● DIRECTIONS FOR THIS TASK
Using the string "considered" as the key, pull each matching line out of the records below.

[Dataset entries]

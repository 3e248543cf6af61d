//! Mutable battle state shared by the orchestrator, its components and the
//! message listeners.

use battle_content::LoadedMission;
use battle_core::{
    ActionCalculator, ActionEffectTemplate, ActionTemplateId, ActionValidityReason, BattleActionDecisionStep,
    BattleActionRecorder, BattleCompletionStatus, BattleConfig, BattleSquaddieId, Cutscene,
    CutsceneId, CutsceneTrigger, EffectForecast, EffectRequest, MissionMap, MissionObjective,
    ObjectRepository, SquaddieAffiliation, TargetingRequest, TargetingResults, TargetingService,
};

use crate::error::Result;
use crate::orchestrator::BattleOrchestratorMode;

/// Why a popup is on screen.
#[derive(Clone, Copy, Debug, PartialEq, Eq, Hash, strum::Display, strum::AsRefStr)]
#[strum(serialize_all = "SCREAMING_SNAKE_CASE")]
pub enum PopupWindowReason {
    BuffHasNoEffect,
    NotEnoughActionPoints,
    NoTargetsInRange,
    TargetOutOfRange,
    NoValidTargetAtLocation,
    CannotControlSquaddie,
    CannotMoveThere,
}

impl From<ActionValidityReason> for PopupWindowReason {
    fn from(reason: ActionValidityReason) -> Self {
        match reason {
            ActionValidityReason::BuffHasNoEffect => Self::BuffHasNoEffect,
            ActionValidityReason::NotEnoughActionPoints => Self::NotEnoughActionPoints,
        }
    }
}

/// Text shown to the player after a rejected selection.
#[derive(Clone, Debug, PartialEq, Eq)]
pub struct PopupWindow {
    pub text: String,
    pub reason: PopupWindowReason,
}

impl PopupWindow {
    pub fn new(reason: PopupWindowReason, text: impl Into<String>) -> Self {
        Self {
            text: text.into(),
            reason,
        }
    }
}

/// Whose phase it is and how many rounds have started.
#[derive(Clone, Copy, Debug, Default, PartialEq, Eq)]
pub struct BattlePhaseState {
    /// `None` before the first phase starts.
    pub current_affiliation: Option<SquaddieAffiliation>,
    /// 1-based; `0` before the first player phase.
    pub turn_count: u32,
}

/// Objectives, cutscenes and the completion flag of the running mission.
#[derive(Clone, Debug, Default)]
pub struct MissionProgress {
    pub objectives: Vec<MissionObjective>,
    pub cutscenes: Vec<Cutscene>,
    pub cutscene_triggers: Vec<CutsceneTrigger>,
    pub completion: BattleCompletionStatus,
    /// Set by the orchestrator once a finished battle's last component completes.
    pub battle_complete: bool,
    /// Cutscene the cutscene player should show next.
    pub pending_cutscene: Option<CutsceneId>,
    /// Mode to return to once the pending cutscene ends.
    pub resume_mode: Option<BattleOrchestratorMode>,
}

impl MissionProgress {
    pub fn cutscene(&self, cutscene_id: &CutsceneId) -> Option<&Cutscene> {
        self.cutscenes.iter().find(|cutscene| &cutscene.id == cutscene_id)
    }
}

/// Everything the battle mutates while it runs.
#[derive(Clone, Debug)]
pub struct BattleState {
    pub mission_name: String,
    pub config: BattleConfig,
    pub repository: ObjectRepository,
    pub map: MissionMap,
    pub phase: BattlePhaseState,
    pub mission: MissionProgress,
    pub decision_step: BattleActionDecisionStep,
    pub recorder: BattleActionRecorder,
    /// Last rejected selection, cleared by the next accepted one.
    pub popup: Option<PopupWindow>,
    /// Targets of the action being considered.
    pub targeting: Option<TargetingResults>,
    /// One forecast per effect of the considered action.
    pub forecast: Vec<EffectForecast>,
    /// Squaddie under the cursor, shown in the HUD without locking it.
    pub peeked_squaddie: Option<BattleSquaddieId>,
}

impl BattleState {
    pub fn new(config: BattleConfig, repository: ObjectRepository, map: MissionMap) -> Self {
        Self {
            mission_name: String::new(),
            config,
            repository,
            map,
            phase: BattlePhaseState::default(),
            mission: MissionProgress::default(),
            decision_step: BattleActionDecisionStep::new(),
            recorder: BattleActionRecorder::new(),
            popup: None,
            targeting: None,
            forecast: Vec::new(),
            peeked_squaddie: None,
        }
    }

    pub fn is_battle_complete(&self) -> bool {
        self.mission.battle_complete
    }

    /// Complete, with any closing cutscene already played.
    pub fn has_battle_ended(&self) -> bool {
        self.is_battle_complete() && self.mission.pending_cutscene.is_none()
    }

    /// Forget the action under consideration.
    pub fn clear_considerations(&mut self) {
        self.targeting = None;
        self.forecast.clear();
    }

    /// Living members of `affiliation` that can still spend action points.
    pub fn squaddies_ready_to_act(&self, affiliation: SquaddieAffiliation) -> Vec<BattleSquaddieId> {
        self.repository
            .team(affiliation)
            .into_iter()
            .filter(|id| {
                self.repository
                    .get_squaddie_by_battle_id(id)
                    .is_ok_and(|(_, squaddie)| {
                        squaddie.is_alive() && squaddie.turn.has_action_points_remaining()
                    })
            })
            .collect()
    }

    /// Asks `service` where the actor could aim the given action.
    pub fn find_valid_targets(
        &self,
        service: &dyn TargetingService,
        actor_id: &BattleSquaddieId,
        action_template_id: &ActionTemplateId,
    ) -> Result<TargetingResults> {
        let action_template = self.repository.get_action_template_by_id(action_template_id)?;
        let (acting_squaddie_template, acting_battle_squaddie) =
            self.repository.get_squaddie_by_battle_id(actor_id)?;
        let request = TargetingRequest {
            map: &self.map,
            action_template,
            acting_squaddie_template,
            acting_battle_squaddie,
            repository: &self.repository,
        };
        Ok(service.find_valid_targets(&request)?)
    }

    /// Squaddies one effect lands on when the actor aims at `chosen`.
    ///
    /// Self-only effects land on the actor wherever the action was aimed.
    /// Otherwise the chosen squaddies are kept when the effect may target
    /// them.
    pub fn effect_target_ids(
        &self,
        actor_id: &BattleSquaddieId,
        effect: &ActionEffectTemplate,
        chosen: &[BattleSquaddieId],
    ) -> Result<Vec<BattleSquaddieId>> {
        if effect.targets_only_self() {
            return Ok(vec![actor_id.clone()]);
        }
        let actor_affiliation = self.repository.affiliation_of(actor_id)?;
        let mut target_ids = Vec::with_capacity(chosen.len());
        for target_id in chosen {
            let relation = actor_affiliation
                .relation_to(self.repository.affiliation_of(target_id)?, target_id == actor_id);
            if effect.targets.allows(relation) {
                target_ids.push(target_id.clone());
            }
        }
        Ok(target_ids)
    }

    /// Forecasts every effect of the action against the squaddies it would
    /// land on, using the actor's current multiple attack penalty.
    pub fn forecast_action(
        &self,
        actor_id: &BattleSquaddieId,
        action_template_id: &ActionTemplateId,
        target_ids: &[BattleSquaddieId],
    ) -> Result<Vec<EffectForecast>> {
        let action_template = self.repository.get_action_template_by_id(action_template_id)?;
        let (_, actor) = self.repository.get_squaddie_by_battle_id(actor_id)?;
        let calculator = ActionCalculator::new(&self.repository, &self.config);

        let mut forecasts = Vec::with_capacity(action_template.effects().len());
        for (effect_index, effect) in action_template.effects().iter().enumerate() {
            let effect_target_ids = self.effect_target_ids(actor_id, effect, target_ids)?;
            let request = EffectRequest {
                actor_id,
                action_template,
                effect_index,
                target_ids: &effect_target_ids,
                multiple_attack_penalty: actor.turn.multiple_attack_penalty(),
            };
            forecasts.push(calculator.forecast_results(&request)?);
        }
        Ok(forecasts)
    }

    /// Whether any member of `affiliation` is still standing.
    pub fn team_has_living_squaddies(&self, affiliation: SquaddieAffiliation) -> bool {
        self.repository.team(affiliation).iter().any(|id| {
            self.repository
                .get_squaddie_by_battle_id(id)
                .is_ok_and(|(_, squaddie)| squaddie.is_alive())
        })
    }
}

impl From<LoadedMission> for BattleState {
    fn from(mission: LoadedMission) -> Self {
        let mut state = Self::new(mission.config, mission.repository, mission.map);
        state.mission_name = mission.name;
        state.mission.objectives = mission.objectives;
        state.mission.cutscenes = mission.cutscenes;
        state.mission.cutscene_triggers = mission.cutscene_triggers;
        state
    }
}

● SOLUTION TO THIS EXERCISE
    /// Targets of the action being considered.
    /// One forecast per effect of the considered action.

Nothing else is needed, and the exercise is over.